A quintessential multi-tasker, Ellen works full-time as a software engineer and part-time as a woodworking instructor at NBSS. She also keeps an active workshop in Concord, MA. Ellen’s work has been accepted into multiple exhibitions, including Conversations in Craft at Fruitlands Museum as well as several iterations of the School’s own Annual Celebration of Craft. Some of her clean-lined and stunning work is now available in our online store.
We caught up in late March and discussed the upsides of being stuck inside the house, her goals to teach full-time some day, and how she’s finding the balance between technique and inspiration in her instruction.
Below is an excerpt from our conversation, edited for space and clarity.
Kristen Odle: Hi Ellen! Where are you and how are you?

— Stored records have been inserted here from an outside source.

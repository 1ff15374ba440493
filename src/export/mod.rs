// src/export/mod.rs

mod fs_utils;
mod json_csv;
pub mod logic;
mod model;

pub use logic::ExportLogic;
pub use model::DistributionRow;

use crate::ui::messages::success;
use clap::ValueEnum;
use std::path::Path;

/// Common completion message for every export format.
pub(crate) fn notify_export_success(label: &str, path: &Path) {
    success(format!("{label} export completed: {}", path.display()));
}

#[derive(Clone, Copy, Debug, ValueEnum)]
pub enum ExportFormat {
    Csv,
    Json,
}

Ellen Kaspern: Busy, which is good! I’m usually never at home, but here I am.
I don’t know if you saw those Gen X memes, but people of my generation were made for this. I’m loving it. [Laughs]
KO: I know me too. I mean, for a home body, it’s just ideal.

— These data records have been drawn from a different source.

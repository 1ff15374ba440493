use crate::cli::commands::{open_reporting_db, resolve_filter};
use crate::cli::parser::{Commands, ReportFormat};
use crate::config::{Config, Language};
use crate::core::report::build_report;
use crate::errors::{AppError, AppResult};
use crate::models::report::{Report, ReportOutcome};
use crate::ui::chart::render_bar_chart;
use crate::ui::labels::{distribution_title, report_labels, slot_label};
use crate::ui::messages::{header, metric, warning};
use crate::utils::formatting::{label_or_placeholder, one_decimal, percent};

pub fn handle(cmd: &Commands, cfg: &Config) -> AppResult<()> {
    if let Commands::Report { filter, format } = cmd {
        let mut pool = open_reporting_db(cfg)?;
        let (filter, as_of) = resolve_filter(&mut pool, filter)?;

        let outcome = build_report(&mut pool, &filter, as_of)?;

        match (format, outcome) {
            (ReportFormat::Text, ReportOutcome::Ready(report)) => print_report(&report, cfg),
            (ReportFormat::Text, ReportOutcome::NoData(f)) => {
                let labels = report_labels(cfg.language);
                warning(format!("{} [{}]", labels.no_data, f.period_label()));
            }
            (ReportFormat::Json, ReportOutcome::Ready(report)) => print_json(&*report)?,
            (ReportFormat::Json, ReportOutcome::NoData(f)) => print_json(&serde_json::json!({
                "status": "no_data",
                "filter": f,
            }))?,
        }
    }
    Ok(())
}

fn print_json<T: serde::Serialize + ?Sized>(value: &T) -> AppResult<()> {
    let s = serde_json::to_string_pretty(value)
        .map_err(|e| AppError::Other(format!("JSON serialization error: {e}")))?;
    println!("{s}");
    Ok(())
}

fn print_report(report: &Report, cfg: &Config) {
    let labels = report_labels(cfg.language);
    let head = &report.headline;

    header(report.filter.period_label());
    println!("{}", slots_line(report, cfg.language));
    println!("{}: {} {}\n", labels.total, report.total_users, labels.persons);

    if let Some(top) = &head.top_profession {
        metric(
            labels.top_profession,
            label_or_placeholder(&top.value),
            format!("{} {}, {}", top.count, labels.persons, percent(top.share)),
        );
    }

    match (&head.gender_ratio, report.genders.first()) {
        (Some(ratio), _) => metric(
            labels.gender_ratio,
            format!(
                "{}/{}",
                label_or_placeholder(&ratio.first),
                label_or_placeholder(&ratio.second)
            ),
            ratio.counts(),
        ),
        // a single gender: show it alone instead of a ratio
        (None, Some(only)) => metric(
            labels.gender_ratio,
            label_or_placeholder(&only.label),
            format!("{} {}", only.count, labels.persons),
        ),
        (None, None) => {}
    }

    match &head.age {
        Some(age) => metric(
            labels.mean_age,
            format!("{} {}", one_decimal(age.mean), labels.years_old),
            format!("{}-{} {}", age.min, age.max, labels.years_old),
        ),
        None => metric(labels.mean_age, "n/a", "no valid birthday"),
    }

    if report.skipped_birthdays > 0 {
        warning(format!(
            "{} patient(s) without a valid birthday left out of age statistics",
            report.skipped_birthdays
        ));
    }

    for dist in report.distributions() {
        println!();
        print!(
            "{}",
            render_bar_chart(distribution_title(dist.kind, cfg.language), dist, cfg.bar_width)
        );
    }
}

fn slots_line(report: &Report, lang: Language) -> String {
    let labels = report_labels(lang);
    if report.filter.slots.is_empty() {
        return format!("{}: {}", labels.time_slots, labels.any_time);
    }
    let names: Vec<&str> = report
        .filter
        .slots
        .iter()
        .map(|s| slot_label(*s, lang))
        .collect();
    format!("{}: {}", labels.time_slots, names.join(", "))
}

Do you have bench space at all in your home?
EK: No, but I have a lot of house projects because I own an old home. That is keeping my hands busy. I ripped out all the baseboard moldings and trim in a little hallway and put all new trim up, painted, spackled, and did all new baseboards. I do have a contractor saw at my house and a miter saw, so I can do house projects. There are lots of things like that.

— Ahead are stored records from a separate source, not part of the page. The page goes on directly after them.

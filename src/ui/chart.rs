//! Horizontal bar charts for the terminal.

use crate::models::distribution::Distribution;
use crate::utils::colors::{RESET, color_for_count};
use crate::utils::formatting::{bold, display_width, label_or_placeholder, pad_left, pad_right};

const BAR: char = '█';

/// Bar length for `count`, scaled so `max` fills `width`. Non-zero counts
/// always get at least one block.
pub fn bar_length(count: usize, max: usize, width: usize) -> usize {
    if count == 0 || max == 0 {
        return 0;
    }
    ((count * width) / max).max(1)
}

/// Render `title` followed by one line per entry: label, bar, count.
pub fn render_bar_chart(title: &str, dist: &Distribution, width: usize) -> String {
    let mut out = String::new();
    out.push_str(&bold(title));
    out.push('\n');

    let label_w = dist
        .entries
        .iter()
        .map(|e| display_width(label_or_placeholder(&e.label)))
        .max()
        .unwrap_or(0);
    let count_w = dist.max_count().to_string().len();
    let max = dist.max_count();

    for e in &dist.entries {
        let bar: String = std::iter::repeat_n(BAR, bar_length(e.count, max, width)).collect();
        out.push_str(&format!(
            "  {} │{}{}{} {}\n",
            pad_right(label_or_placeholder(&e.label), label_w),
            color_for_count(e.count),
            pad_right(&bar, width),
            RESET,
            pad_left(&e.count.to_string(), count_w),
        ));
    }

    out
}
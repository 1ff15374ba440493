pub mod distribution;
pub mod domain;
pub mod filter;
pub mod report;
pub mod time_slot;
pub mod user;
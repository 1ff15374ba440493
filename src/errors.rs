//! Unified application error type.
//! All modules (db, core, cli, export) return AppError to keep the error
//! handling consistent and easy to manage.

use std::io;
use thiserror::Error;

#[derive(Error, Debug)]
pub enum AppError {
    // ---------------------------
    // IO
    // ---------------------------
    #[error("I/O error: {0}")]
    Io(#[from] io::Error),

    // ---------------------------
    // Data source
    // ---------------------------
    /// Connection failures and malformed rows.
    #[error("Data unavailable: {0}")]
    DataUnavailable(#[from] rusqlite::Error),

    // ---------------------------
    // Parsing errors
    // ---------------------------
    #[error("Invalid date format: {0}")]
    InvalidDate(String),

    #[error("Invalid month: {0} (expected 1-12)")]
    InvalidMonth(u32),

    #[error("Unknown time slot: {0}")]
    UnknownTimeSlot(String),

    // ---------------------------
    // Config errors
    // ---------------------------
    #[error("Configuration error: {0}")]
    Config(String),

    // ---------------------------
    // Export errors
    // ---------------------------
    #[error("Export error: {0}")]
    Export(String),

    // ---------------------------
    // Generic fallback
    // ---------------------------
    #[error("Internal error: {0}")]
    Other(String),
}

pub type AppResult<T> = Result<T, AppError>;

I also started making a quilt for my great nephew. I just thought, “Eh, I have time. It’ll be fun.” I wanted to do it… I feel like I need to be busy and I don’t really cook. [Laughs]
KO: Those are the two options aren’t they? Knitting or cooking.
EK: Exactly. Knitting, yeah, doing something like that. I broke out the sewing machine and that was really fun. I actually said in 2020 I wanted to maybe slow down a little bit. [Laughs] This is definitely slowing down!
KO: There’s been a lot of conversation around that very thing—the upside of a forced slow down.
EK: Yes. I’m really into my yard and gardening. I have a huge vegetable garden, lots of plants. I’m looking forward to that every day.
KO: Are these activities sufficient to keep your mind going and your hands busy?
EK: Yeah, I think so. I have lots of projects like that. Doing the stuff inside my house, there are a million things like that that I’ve just put off that I’m always like, “Yeah, I’ll get to that.” But then I go to my shop. You know what I mean? I don’t want to stay home, so yeah, now I have that time which is nice.
KO: So you mentioned your shop, and you’ve been a Continuing Education instructor at the School for years. Do you think you’ll one day transfer into full time woodworking?
EK: Yes. Woodworking, but more so teaching. I’ve wanted to do that for a while. I am happy with my work set up right now as a software engineer, but eventually I would like to just teach.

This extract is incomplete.